§ Data under study
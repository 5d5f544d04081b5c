//! Core orchestration logic.
//!
//! This module contains:
//! - StepCache: per-stage result persistence
//! - JobContext: job identity, directory and logging sinks
//! - EventLog: append-only job progress log
//! - RetryPolicy / FailurePolicy: transient retries and stage recovery
//! - stages: the six pipeline stages
//! - assembler: Markdown rendering of the final document
//! - Orchestrator: main execution engine

pub mod assembler;
pub mod event_log;
pub mod failure;
pub mod job;
pub mod orchestrator;
pub mod retry;
pub mod stages;
pub mod step_cache;

// Re-export commonly used types
pub use assembler::{assemble, order_citations};
pub use event_log::EventLog;
pub use failure::{FailurePolicy, Recovery};
pub use job::{derive_job_id, slugify, spec_fingerprint, JobContext, JobMetadata};
pub use orchestrator::Orchestrator;
pub use retry::RetryPolicy;
pub use stages::{StageOutput, StageRun};
pub use step_cache::{FileStepCache, MemoryStepCache, StepCache};
//! Prompt text for each stage.
//!
//! Kept apart from the stage logic so the wording can change without
//! touching caching or recovery.

use crate::domain::{Citation, UseCaseSpec};

pub const BRAND_GUIDELINES: &str = "\
Writing guidelines:
- Write at an 8th-grade reading level, in the active voice.
- Address the reader as \"you\" in a conversational, action-oriented tone.
- Assume the knowledge of an average junior developer; define advanced terms.
- Use US English and keep content concise.
- Break anything longer than a sentence into bullets; use headings for scanning.
- Use sentence case for titles and headings.
- Use words for zero through nine and numerals for 10 and above.
- Cite and link original sources whenever data is referenced.
- Keep language bias-free and gender-neutral (\"permit list\", not \"whitelist\").";

pub const USE_CASE_GUIDELINES: &str = "\
Use case guidelines:
1. Structure: follow the provided tagged structure; every section must add value.
2. Quality: goals are clear, specific, time-bound and achievable; each step is essential,
   sequential and self-contained.
3. Technical: include accurate time estimates, prerequisites, required tools and permissions,
   and likely obstacles with mitigations.
4. Guidance: give concrete examples, verification steps and measurable success criteria.
5. Integration: note where the use case fits in larger workflows.";

pub const QUESTIONS_SYSTEM: &str = "\
You are an AI researcher generating research questions for a software development use case.
Each question will be researched independently by another AI system.

Requirements:
- Incorporate the key technical elements of the use case (tools, models, languages, versions).
- Every question must be self-contained and focus on a distinct aspect.
- When a tool is specified, at least one question covers its specific capabilities.
- At least one question covers best practices or common pitfalls.
- Include temporal context such as \"current best practices\" or \"latest features\".

Format: exactly 2-4 questions, one per line, no numbering or prefixes.";

pub fn questions_user(spec: &UseCaseSpec) -> String {
    format!(
        "Generate research questions for this use case:\n\n{}",
        spec.to_prompt_text()
    )
}

pub const RESEARCH_SYSTEM: &str = "\
You are a specialized AI researcher providing comprehensive information for educational content.
Responses are thorough, well structured, and include technical detail, best practices and
real-world examples.";

/// Context prefix shared by both research modes
pub fn research_context(spec: &UseCaseSpec) -> String {
    format!(
        "I'm researching for a use case titled '{}' in the category '{}'.\n\
         The objective is: '{}'.\n\
         This is for developer educational content about AI skills.",
        spec.title, spec.family, spec.objective
    )
}

/// One request covering every question
pub fn research_consolidated(spec: &UseCaseSpec, questions: &[String]) -> String {
    let bullets = questions
        .iter()
        .map(|q| format!("- {}", q))
        .collect::<Vec<_>>()
        .join("\n");

    format!(
        "{}\n\nPlease research and answer these questions:\n{}\n\n\
         Make the response directly usable in educational material. Include specific examples,\n\
         code samples where relevant, and cite recent sources.",
        research_context(spec),
        bullets
    )
}

/// One request per question
pub fn research_single(spec: &UseCaseSpec, question: &str) -> String {
    format!(
        "{}\n\nQuestion: {}\n\nInclude specific examples and cite recent sources.",
        research_context(spec),
        question
    )
}

pub fn citation_scoring_system(spec: &UseCaseSpec) -> String {
    format!(
        "Score each research citation's relevance to the use case from 0.0 to 1.0 and sort them into\n\
         two groups.\n\n\
         Context:\n\
         - Tool: {}\n\
         - Language: {}\n\
         - Mode: {}\n\n\
         1. official_resources: the 2-4 best official documentation links (vendor docs, official blogs,\n\
            official repositories). Priority: tool docs, then language docs, then mode-specific docs.\n\
            Each entry has url, title, type (one of \"tool\", \"language\", \"mode\") and section.\n\
         2. citations: every other citation with url, title, snippet and relevance_score, judged on\n\
            recency, authority, direct relevance and practical value.\n\n\
         Return only a JSON object with the keys \"official_resources\" and \"citations\".",
        spec.tool.as_deref().unwrap_or("Not specified"),
        spec.coding_language.as_deref().unwrap_or("Not specified"),
        spec.mode.as_deref().unwrap_or("Not specified"),
    )
}

pub fn citation_scoring_user(spec: &UseCaseSpec, citations: &[Citation]) -> String {
    let listed = serde_json::to_string_pretty(citations).unwrap_or_else(|_| "[]".to_string());
    format!(
        "Score these citations for the use case:\n{}\n\nCitations:\n{}",
        spec.to_prompt_text(),
        listed
    )
}

pub fn refine_system() -> String {
    format!(
        "You create a comprehensive structured use case by merging research findings with the\n\
         original use case design. Output valid JSON for the StructuredUseCase schema.\n\n\
         - Preserve every tool, model, version, language and platform named in the design.\n\
         - Keep the intended complexity, time estimate, roles and departments.\n\
         - Bring in research only where it fits the configured tools and environment.\n\
         - Every step relates directly to the configured tools; examples match the specified language.\n\
         - Steps are bullet-listed, time-bound and address the reader as \"you\".\n\n\
         {}\n\n{}",
        BRAND_GUIDELINES, USE_CASE_GUIDELINES
    )
}

pub fn refine_research_turn(content: &str, citations: &[Citation]) -> String {
    let listed = serde_json::to_string_pretty(citations).unwrap_or_else(|_| "[]".to_string());
    format!(
        "Research findings:\n{}\n\nSelected citations:\n{}",
        content, listed
    )
}

pub fn refine_user(spec: &UseCaseSpec) -> String {
    format!(
        "Combine the research findings with this use case design into an end-to-end structured\n\
         use case. Preserve every configuration detail.\n\n{}",
        spec.to_prompt_text()
    )
}

pub fn polish_system() -> String {
    format!(
        "You improve prose clarity and readability of a StructuredUseCase JSON document while\n\
         strictly preserving its technical content.\n\n\
         Never change tool names, versions, capabilities, code, step ordering, metadata or field\n\
         names. Only improve sentence structure, clarity, grammar and formatting: active voice,\n\
         8th-grade reading level, consistent terminology, bullet lists where appropriate, and time\n\
         estimates on steps that lack them.\n\n\
         Return valid JSON for the same schema.\n\n{}\n\n{}",
        BRAND_GUIDELINES, USE_CASE_GUIDELINES
    )
}

pub fn polish_user(draft_json: &str) -> String {
    format!(
        "Polish the prose and formatting of this use case while preserving all technical content:\n\n{}",
        draft_json
    )
}

pub fn solution_system(spec: &UseCaseSpec, step_titles: &[String]) -> String {
    let tool_rule = if spec.is_generic() {
        "- Keep examples tool and language agnostic, with clear alternatives"
    } else {
        "- Use the specified tool and language exclusively"
    };
    let steps = serde_json::to_string_pretty(step_titles).unwrap_or_else(|_| "[]".to_string());

    format!(
        "You are an expert AI instructor writing a practical example solution for a software\n\
         development use case. A subject matter expert will demonstrate it in a 2-3 minute video.\n\n\
         Configuration:\n\
         - Title: {}\n\
         - Family: {}\n\
         - Tool: {}\n\
         - Language: {}\n\
         - Role: {}\n\
         - Mode: {}\n\
         - Model: {}\n\n\
         Requirements:\n\
         - Demonstrable in 2-3 minutes with a realistic, stated setup time\n\
         {}\n\
         - Include explicit validation steps and tool-specific pitfalls\n\
         - Each solution step maps to one of these use case steps, in order:\n{}\n\n\
         Output valid JSON for the ExampleSolutionOutput schema. Every step has an action and\n\
         concrete code or prompt. The variations list must be present (it may be empty).\n\n{}",
        spec.title,
        spec.family,
        spec.tool.as_deref().unwrap_or("Any AI coding assistant"),
        spec.coding_language.as_deref().unwrap_or("Any"),
        if spec.role.is_empty() {
            "Any".to_string()
        } else {
            spec.role.join(", ")
        },
        spec.mode.as_deref().unwrap_or("Any"),
        spec.model.as_deref().unwrap_or("Not specified"),
        tool_rule,
        steps,
        BRAND_GUIDELINES
    )
}

pub fn solution_user(polished_json: &str, research: &str) -> String {
    format!(
        "Generate a complete example solution that follows the configuration exactly.\n\n\
         Use case:\n{}\n\nResearch findings:\n{}\n\n\
         The demo script is a clear 2-3 minute technical walkthrough.",
        polished_json, research
    )
}

pub fn visuals_system() -> String {
    format!(
        "You are an instructional designer suggesting visual elements for a software development\n\
         use case. Focus on tool-specific interface elements, technically accurate code and\n\
         diagrams, and visuals that serve a clear learning purpose.\n\n{}",
        BRAND_GUIDELINES
    )
}

pub fn visuals_user(polished_json: &str, solution_json: &str) -> String {
    format!(
        "Review the use case and example solution and suggest 3-5 visual elements.\n\n\
         Final use case JSON:\n{}\n\nExample solution JSON:\n{}\n\n\
         For each visual give: what to capture, technical requirements, its educational value,\n\
         the step or concept it supports, and a format (screenshot, GIF, diagram, etc.).",
        polished_json, solution_json
    )
}
//! Job events recorded in the per-job append-only log.
//!
//! The log is a progress record; the step cache, not the log, is the source
//! of truth for resumption.

use chrono::{DateTime, Utc};
use serde::{Deserialize, Serialize};
use uuid::Uuid;

use super::stage::{StageName, StageOutcome};

/// A single entry in `events.jsonl`
#[derive(Debug, Clone, Serialize, Deserialize)]
pub struct Event {
    /// Unique identifier for this event
    pub id: Uuid,

    /// When this event occurred (ISO 8601)
    pub timestamp: DateTime<Utc>,

    /// The job this event belongs to
    pub job_id: String,

    /// Stage this event concerns (if applicable)
    pub stage: Option<StageName>,

    /// Type of event
    pub event_type: EventType,

    /// Human-readable summary (no prompt or response bodies)
    pub summary: String,

    /// Time taken in milliseconds (for finished stages)
    pub duration_ms: Option<u64>,

    /// Error message if something failed
    pub error: Option<String>,
}

impl Event {
    /// Create a new event with the current timestamp
    pub fn new(
        job_id: impl Into<String>,
        stage: Option<StageName>,
        event_type: EventType,
        summary: impl Into<String>,
    ) -> Self {
        Self {
            id: Uuid::new_v4(),
            timestamp: Utc::now(),
            job_id: job_id.into(),
            stage,
            event_type,
            summary: summary.into(),
            duration_ms: None,
            error: None,
        }
    }

    /// Event recording how a stage finished
    pub fn stage_finished(job_id: &str, stage: StageName, outcome: StageOutcome) -> Self {
        let summary = format!("Stage '{}' finished: {}", stage, outcome);
        Self::new(job_id, Some(stage), EventType::from_outcome(outcome), summary)
    }

    pub fn with_duration(mut self, duration_ms: u64) -> Self {
        self.duration_ms = Some(duration_ms);
        self
    }

    pub fn with_error(mut self, error: impl Into<String>) -> Self {
        self.error = Some(error.into());
        self
    }
}

/// Types of events that can occur during a job
#[derive(Debug, Clone, Copy, PartialEq, Eq, Serialize, Deserialize)]
#[serde(rename_all = "snake_case")]
pub enum EventType {
    JobStarted,
    StageStarted,
    /// Fresh result from the collaborator
    StageCompleted,
    /// Result served from the step cache
    StageCached,
    /// Collaborator failed, cached result reused
    StageRecovered,
    /// Collaborator failed, fallback substituted
    StageDegraded,
    StageFailed,
    DocumentWritten,
    JobCompleted,
    JobFailed,
}

impl EventType {
    pub fn from_outcome(outcome: StageOutcome) -> Self {
        match outcome {
            StageOutcome::Fresh => Self::StageCompleted,
            StageOutcome::CacheHit => Self::StageCached,
            StageOutcome::Recovered => Self::StageRecovered,
            StageOutcome::Degraded => Self::StageDegraded,
            StageOutcome::Fatal => Self::StageFailed,
        }
    }

    /// The stage outcome this event records, if it is a stage-finished event
    pub fn outcome(&self) -> Option<StageOutcome> {
        match self {
            Self::StageCompleted => Some(StageOutcome::Fresh),
            Self::StageCached => Some(StageOutcome::CacheHit),
            Self::StageRecovered => Some(StageOutcome::Recovered),
            Self::StageDegraded => Some(StageOutcome::Degraded),
            Self::StageFailed => Some(StageOutcome::Fatal),
            _ => None,
        }
    }
}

§ Brief
Of the lines above, show those in which "development" appears.

§ Result for this exercise
You are an AI researcher generating research questions for a software development use case.
         development use case. A subject matter expert will demonstrate it in a 2-3 minute video.\n\n\
        "You are an instructional designer suggesting visual elements for a software development\n\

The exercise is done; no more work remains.